Only Rush is now coping with a different version of the familiar tragedy — one where her own daughter is the victim.

Kendra Rush, 20, was shot to death nearly two weeks ago in a stretch of South L.A. known as a hub of the city's sex trade.

Police say Kendra was standing near the corner of Figueroa and West 70th streets when someone walked up and shot her in the head just after 4 a.m. on March 21. Bystander footage posted online showed a woman watching as paramedics performed CPR on the 20-year-old, a look of grave concern on the woman's face. Kendra was pronounced dead at the scene.

Her slaying occurred against a backdrop of broader debate over how to protect workers from violence, which has revealed cracks in the criminal justice reform movement. Some proponents of decriminalization say those who engage in the work of their own volition are being put further in harm's way by efforts to curb trafficking. Meanwhile, advocates for stronger intervention worry that the rollback of anti-loitering laws has limited the ability of law enforcement to go after those responsible for endangering workers' lives.

On Thursday, Los Angeles police announced the arrest of a 29-year-old man suspected of murdering a trans woman in the Vermont-Slauson area, another killing authorities have said they believe was linked to sex work. The suspect, Bryan Blackmon, is being held on $3 million bail, according to online jail records.

Rush, 44, said she had dedicated her life to stopping violence against sex workers even before her daughter’s death. The Fresno resident started a nonprofit in Central California’s San Joaquin Valley called Breaking the Chains, whose aim is to connect trafficking victims with housing, counseling and other services in hopes of helping them escape what Rush refers to as “the life.”

Rush got the news about Kendra as she boarded a flight home after traveling to Washington, D.C. She wept into the phone. The detectives investigating her daughter's death wouldn't tell her much. But she says they did tell her Kendra was likely being forced to sell sex by gang members who control a portion of Figueroa known as “the Blade,” extracting “rent” payments from workers there.

Dexter Navarro, an investigator with the LAPD’s South Bureau Homicide Division, said he couldn't comment on whether Kendra was being trafficked because the case is ongoing. Rush said that she is is hesitant to reveal too many details for fear of compromising the investigation. But, she feels certain about what happened to her daughter:

“The same people she thought would protect her, I know were the ones who killed her."

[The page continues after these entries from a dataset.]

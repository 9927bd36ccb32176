//! Downloading external script bodies.

use crate::{wrap_script, Config, ExportError};
use async_trait::async_trait;
use futures::future::try_join_all;
use tracing::{debug, warn};
use url::Url;

#[cfg_attr(test, mockall::automock)]
#[async_trait]
pub trait ScriptFetcher: Send + Sync {
    async fn fetch_text(&self, url: &str) -> Result<String, ExportError>;
}

/// Plain GET of each script URL.
///
/// Non-success statuses are not errors: the response body is kept, as a
/// browser `fetch` would return it.
#[derive(Debug, Clone)]
pub struct HttpScriptFetcher {
    client: reqwest::Client,
}

impl HttpScriptFetcher {
    pub fn new(config: &Config) -> Result<Self, ExportError> {
        let mut builder = reqwest::Client::builder();

        if let Some(user_agent) = &config.user_agent {
            builder = builder.user_agent(user_agent.clone());
        }
        if let Some(timeout) = config.script_fetch_timeout {
            builder = builder.timeout(timeout);
        }

        Ok(Self {
            client: builder.build()?,
        })
    }
}

#[async_trait]
impl ScriptFetcher for HttpScriptFetcher {
    async fn fetch_text(&self, url: &str) -> Result<String, ExportError> {
        let parsed = Url::parse(url).map_err(|e| ExportError::script_fetch(url, e))?;

        let response = self
            .client
            .get(parsed)
            .send()
            .await
            .map_err(|e| ExportError::script_fetch(url, e))?;

        let status = response.status();
        if !status.is_success() {
            warn!("Script {} answered with HTTP {}", url, status);
        }

        let body = response.text().await?;
        debug!("Fetched {} ({} bytes)", url, body.len());
        Ok(body)
    }
}

/// Fetches every script at once and returns the wrapped bodies in the order of
/// `sources`, whatever order the downloads finish in. The first failure wins.
pub async fn fetch_scripts<F>(
    fetcher: &F,
    sources: &[String],
    website: &str,
) -> Result<Vec<String>, ExportError>
where
    F: ScriptFetcher + ?Sized,
{
    let downloads = sources.iter().map(|src| async move {
        let body = fetcher.fetch_text(src).await?;
        Ok::<_, ExportError>(wrap_script(src, website, &body))
    });

    try_join_all(downloads).await
}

Growing up, Rush said, Kendra’s life revolved around painting, cheerleading and the English dramas and movies she used to binge in her free time. For a time in her teens she went through a phase where she “only spoke in a British accent,” her mother recalled. She graduated from high school at 16 and went to work at a local hospital as an environmental services aide.

Rush now sees painful reminders of her daughter's childhood everywhere. She broke down crying on Easter Sunday while making deviled eggs for her other children, something she said Kendra always insisted on doing herself.

“She would be waiting to fill the eggs … to make sure they were perfect,” Rush said.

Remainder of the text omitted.